Deploy is hanging - PostCSS problem

I recently updated one of my jekyll-plugins, and now it seems that deploys are hanging.

The plugin is ruby code, that runs a node script, which starts a tcp server to process code with PostCSS. The server will print “PostCSS Server listening on port 8124…” when it starts up, but I’m not seeing that.

The only log I’m seeing is “Configuration file: /opt/build/repo/_config.yml”, which tells me that jekyll has indeed started building, but hasn’t been able to start the server.

My ideas for the problem are

  • Path issue, the plugin cant find the script
  • Sandbox issue, Netlify doesn’t allow certain Node.js APIs

Both of which are things that I have low observability, I’d appreciate any help from the Netlify employees that have more domain knowledge of the build infrastructure.

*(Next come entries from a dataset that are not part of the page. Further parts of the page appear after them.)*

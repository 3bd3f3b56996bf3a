use core::hint::black_box;
use criterion::{Criterion, Throughput, criterion_group, criterion_main};
use futures::StreamExt;
use std::time::Instant;
use tokio::runtime::Builder;
use weir::{PoolConfig, ResultStream, WorkerPool, merge, queue, sink, transform};

// Number of items pushed through the pool per benchmark iteration.
const TOTAL_ITEMS: u64 = 4096 * 16;

/// Pushes `TOTAL_ITEMS` through a fresh pool and drains the results.
async fn run_pool(num_workers: usize, capacity: usize) {
    let (producer, tasks) = queue::bounded(capacity);
    let (results_tx, results) = sink::bounded(capacity);
    let pool = WorkerPool::start(
        &PoolConfig::new(num_workers),
        tasks,
        results_tx,
        transform::from_fn(|n: u64| n.wrapping_mul(n)),
    )
    .unwrap();

    tokio::spawn(async move {
        for n in 0..TOTAL_ITEMS {
            producer.send(n).await.unwrap();
        }
    });

    while let Some(r) = results.recv().await {
        black_box(r);
    }
    pool.join().await.unwrap();
}

/// Benchmarks pool throughput for a range of worker counts.
fn bench_pool_workers(c: &mut Criterion) {
    let mut group = c.benchmark_group("pool/workers");
    group.sample_size(10);
    group.sampling_mode(criterion::SamplingMode::Flat);
    group.throughput(Throughput::Elements(TOTAL_ITEMS));

    for num_workers in [1, 2, 4, 8, 16, 32] {
        group.bench_function(
            format!("elems/{}/workers/{}", TOTAL_ITEMS, num_workers),
            |b| {
                let rt = Builder::new_multi_thread().enable_all().build().unwrap();

                b.to_async(&rt).iter_custom(move |iters| async move {
                    let start = Instant::now();
                    for _ in 0..iters {
                        run_pool(num_workers, 64).await;
                    }
                    start.elapsed()
                });
            },
        );
    }

    group.finish();
}

/// Benchmarks how queue and sink capacity affect a fixed pool.
fn bench_pool_capacity(c: &mut Criterion) {
    let mut group = c.benchmark_group("pool/capacity");
    group.sample_size(10);
    group.sampling_mode(criterion::SamplingMode::Flat);
    group.throughput(Throughput::Elements(TOTAL_ITEMS));

    for capacity in [0, 1, 16, 256, 4096] {
        group.bench_function(
            format!("elems/{}/capacity/{}", TOTAL_ITEMS, capacity),
            |b| {
                let rt = Builder::new_multi_thread().enable_all().build().unwrap();

                b.to_async(&rt).iter_custom(move |iters| async move {
                    let start = Instant::now();
                    for _ in 0..iters {
                        run_pool(4, capacity).await;
                    }
                    start.elapsed()
                });
            },
        );
    }

    group.finish();
}

/// Benchmarks merging many pre-filled streams into one.
fn bench_merge(c: &mut Criterion) {
    let mut group = c.benchmark_group("merge");
    group.sample_size(10);
    group.sampling_mode(criterion::SamplingMode::Flat);
    group.throughput(Throughput::Elements(TOTAL_ITEMS));

    for num_sources in [2, 8, 64] {
        let per_source = TOTAL_ITEMS / num_sources as u64;

        group.bench_function(
            format!("elems/{}/sources/{}", TOTAL_ITEMS, num_sources),
            |b| {
                let rt = Builder::new_multi_thread().enable_all().build().unwrap();

                b.to_async(&rt).iter_custom(move |iters| async move {
                    let start = Instant::now();
                    for _ in 0..iters {
                        let sources: Vec<ResultStream<u64>> = (0..num_sources)
                            .map(|_| {
                                let (tx, rx) = queue::bounded(64);
                                tokio::spawn(async move {
                                    for n in 0..per_source {
                                        tx.send(n).await.unwrap();
                                    }
                                });
                                stage_passthrough(rx)
                            })
                            .collect();

                        let merged = merge(sources, 64);
                        black_box(merged.count().await);
                    }
                    start.elapsed()
                });
            },
        );
    }

    group.finish();
}

fn stage_passthrough(tasks: weir::TaskQueue<u64>) -> ResultStream<u64> {
    let (_stage, results) = weir::stage(tasks, 64, transform::from_fn(|n: u64| n)).unwrap();
    results
}

criterion_group!(
    benches,
    bench_pool_workers,
    bench_pool_capacity,
    bench_merge
);
criterion_main!(benches);
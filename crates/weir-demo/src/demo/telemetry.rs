//! Console logging for the demo.
//!
//! Events from `weir` (worker lifecycle, skipped items, shutdown) and from the
//! demo itself go through `tracing` and are printed to stderr by
//! `tracing_subscriber::fmt`. Scenario output goes to stdout, so the two can be
//! separated:
//!
//! ```bash
//! RUST_LOG=weir=trace cargo run -p weir-demo 2>weir.log
//! ```
//!
//! The filter is read from `RUST_LOG` and defaults to `info`.

use tracing_subscriber::{EnvFilter, layer::SubscriberExt, util::SubscriberInitExt};

pub fn init_telemetry() -> anyhow::Result<()> {
    tracing_subscriber::registry()
        .with(EnvFilter::try_from_default_env().unwrap_or_else(|_| "info".into()))
        .with(
            tracing_subscriber::fmt::layer()
                .with_writer(std::io::stderr)
                .with_thread_ids(true)
                .with_line_number(true)
                .with_target(false)
                .with_timer(tracing_subscriber::fmt::time::ChronoLocal::rfc_3339())
                .with_file(true)
                .pretty(),
        )
        .try_init()?;

    Ok(())
}

#[cfg(test)]
mod tests {
    use super::*;

    #[test]
    fn installs_the_global_subscriber_once() {
        init_telemetry().unwrap();
        assert!(init_telemetry().is_err());
    }
}
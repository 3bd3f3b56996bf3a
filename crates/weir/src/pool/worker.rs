use crate::{
    completion::CompletionGuard,
    queue::TaskQueue,
    sink::ResultSink,
    transform::{ItemFailure, Transform, apply_caught},
};
use std::sync::Arc;
use tokio_util::sync::CancellationToken;

/// What a single worker did before it exited.
#[derive(Clone, Debug, Default, PartialEq, Eq)]
pub struct WorkerReport {
    pub worker_id: usize,
    /// Items taken from the queue.
    pub received: u64,
    /// Results delivered to the sink.
    pub processed: u64,
    /// Results computed but never delivered, because the consumer went away
    /// or the pool was cancelled while the sink was full.
    pub dropped: u64,
    /// Items skipped because the transform failed.
    pub failures: Vec<ItemFailure>,
    /// `true` if the worker stopped because of the shutdown token rather than
    /// because the queue ran dry.
    pub cancelled: bool,
}

impl WorkerReport {
    const fn new(worker_id: usize) -> Self {
        Self {
            worker_id,
            received: 0,
            processed: 0,
            dropped: 0,
            failures: Vec::new(),
            cancelled: false,
        }
    }
}

/// Asynchronous task representing a single worker's lifecycle.
///
/// The worker pulls items from `queue`, applies `transform` and sends each
/// result to `sink`. It exits cleanly when either:
/// - the queue is closed and drained,
/// - the shutdown token is cancelled (checked between items, and while
///   waiting on a full sink),
/// - the consumer dropped the result stream.
///
/// A failing or panicking transform only skips that item. `_guard` is
/// released when this future finishes or is dropped, which is what
/// eventually closes the sink.
#[cfg_attr(feature = "tracing", tracing::instrument(skip_all, fields(worker_id = worker_id)))]
pub(crate) async fn worker_loop<T, X>(
    worker_id: usize,
    queue: TaskQueue<T>,
    sink: ResultSink<X::Output>,
    transform: Arc<X>,
    shutdown_token: CancellationToken,
    _guard: CompletionGuard<X::Output>,
) -> WorkerReport
where
    T: Send + 'static,
    X: Transform<T>,
{
    #[cfg(feature = "tracing")]
    tracing::trace!("Worker {worker_id} started");

    let mut report = WorkerReport::new(worker_id);

    loop {
        let item = tokio::select! {
            biased;
            () = shutdown_token.cancelled() => {
                #[cfg(feature = "tracing")]
                tracing::debug!("Worker {worker_id} shutdown via cancellation token");
                report.cancelled = true;
                break;
            }
            item = queue.recv() => match item {
                Some(item) => item,
                None => {
                    #[cfg(feature = "tracing")]
                    tracing::debug!("Worker {worker_id} queue drained");
                    break;
                }
            },
        };

        let item_index = report.received;
        report.received += 1;

        let output = match apply_caught(transform.as_ref(), item) {
            Ok(output) => output,
            Err(kind) => {
                let failure = ItemFailure {
                    worker_id,
                    item_index,
                    kind,
                };
                #[cfg(feature = "tracing")]
                tracing::warn!("Skipping item: {failure}");
                report.failures.push(failure);
                continue;
            }
        };

        // Prefer delivering a finished result; only give up on it if the sink
        // stays full after cancellation.
        tokio::select! {
            biased;
            res = sink.send(output) => {
                if res.is_err() {
                    #[cfg(feature = "tracing")]
                    tracing::debug!("Worker {worker_id} exiting, result stream dropped");
                    report.dropped += 1;
                    break;
                }
                report.processed += 1;
            }
            () = shutdown_token.cancelled() => {
                #[cfg(feature = "tracing")]
                tracing::debug!("Worker {worker_id} cancelled while waiting on a full sink");
                report.dropped += 1;
                report.cancelled = true;
                break;
            }
        }
    }

    #[cfg(feature = "tracing")]
    tracing::trace!(
        "Worker {worker_id} stopped (received {}, processed {}, failed {})",
        report.received,
        report.processed,
        report.failures.len()
    );

    report
}
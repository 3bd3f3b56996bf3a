//! Completion tracking shared by pools and mergers.
//!
//! A [`Completion`] counts the writers of a [`ResultSink`] that have not
//! finished yet. Every writer holds a [`CompletionGuard`]; dropping the guard
//! (normal exit, early return or unwinding) decrements the counter, and the
//! guard that brings it to zero closes the sink. That transition happens
//! exactly once.

use crate::sink::ResultSink;
use portable_atomic::{AtomicBool, AtomicUsize, Ordering};
use std::sync::Arc;

/// Lifecycle of a pool (or merger) as seen from its completion tracker.
#[derive(Clone, Copy, Debug, PartialEq, Eq, Hash)]
pub enum PoolState {
    /// Workers are being launched.
    Idle,
    /// `remaining` workers have not exited yet. The sink is open.
    Running { remaining: usize },
    /// Every worker exited and the sink is closed, but results are still
    /// buffered.
    Draining,
    /// The sink is closed and fully drained.
    Done,
}

pub(crate) struct Completion<R> {
    remaining: AtomicUsize,
    launched: AtomicBool,
    sink: ResultSink<R>,
}

impl<R> Completion<R> {
    /// Tracks `writers` pending writers of `sink`. With zero writers the sink
    /// is closed immediately.
    pub(crate) fn new(writers: usize, sink: ResultSink<R>) -> Arc<Self> {
        if writers == 0 {
            sink.close();
        }
        Arc::new(Self {
            remaining: AtomicUsize::new(writers),
            launched: AtomicBool::new(false),
            sink,
        })
    }

    /// Hands out a guard for one writer.
    pub(crate) fn guard(self: &Arc<Self>) -> CompletionGuard<R> {
        CompletionGuard {
            completion: Arc::clone(self),
        }
    }

    /// A writer handle onto the tracked sink.
    pub(crate) fn writer(&self) -> ResultSink<R> {
        self.sink.writer()
    }

    /// Marks the end of the launch phase.
    pub(crate) fn mark_launched(&self) {
        self.launched.store(true, Ordering::Release);
    }

    pub(crate) fn remaining(&self) -> usize {
        self.remaining.load(Ordering::Acquire)
    }

    pub(crate) fn state(&self) -> PoolState {
        let remaining = self.remaining();
        if remaining > 0 {
            if self.launched.load(Ordering::Acquire) {
                PoolState::Running { remaining }
            } else {
                PoolState::Idle
            }
        } else if self.sink.is_empty() {
            PoolState::Done
        } else {
            PoolState::Draining
        }
    }

    /// Records one finished writer. Returns `true` for the call that closed
    /// the sink.
    fn arrive(&self) -> bool {
        let prev = self.remaining.fetch_sub(1, Ordering::AcqRel);
        assert!(prev > 0, "completion counter underflow");

        if prev == 1 {
            let closed = self.sink.close();
            #[cfg(feature = "tracing")]
            tracing::debug!("Last writer finished, result sink closed");
            closed
        } else {
            false
        }
    }
}

/// Decrements the owning [`Completion`] when dropped.
pub(crate) struct CompletionGuard<R> {
    completion: Arc<Completion<R>>,
}

impl<R> Drop for CompletionGuard<R> {
    fn drop(&mut self) {
        self.completion.arrive();
    }
}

Deploy log: https://app.netlify.com/sites/mitchell-hanberg/deploys/5ec0221cd148e6000625f9c3
Repo: https://github.com/mhanberg/blog
Plugin: https://github.com/mhanberg/jekyll-postcss

Thanks!

I went ahead and assumed that you can’t start a TCP server, and changed the gem to only start the server in development, and just shell out the command in all other environments.

My problem has been solved, but I’d still like to know from a Netlify employee if that is an actual limitation.

Thanks!

Hey @mhanberg,
Very glad to hear that you found a workaround! I was digging into logs on our side to try to understand what was happening but wasn’t finding anything particularly useful- basically just build timeouts after 15-20 minutes of trying, which you could already see in the logs you shared.

I think you’re probably right about a TCP sever during not working during build, but I didn’t want to say anything conclusive without checking with colleagues… who will be back in the “office” on Monday.

I will leave this tagged “unanswered” until then and hopefully you’ll get more of an answer then!

If you really want, one thing that might give you a little more insight would be downloading our build image and building your site in there. There are instructions here under “What next?”:

Or here’s the link right to the repo:

you can start a TCP server - it’s just not super useful or easy to do in a good way:

  • the server would not be reachable directly over the internet, so only connections from localhost would be accepted
  • you’d have a hard time finding a way to stop it after it run, unless you used some magic around running things in the background and setting timers to kill them - our build won’t exit until ALL your processes exit - servers and all - and if they haven’t exited before time runs out you’ve paid for the CPU time, but gotten no deploy published since “didn’t fully exit all processes” == “unsuccessful” by our standards.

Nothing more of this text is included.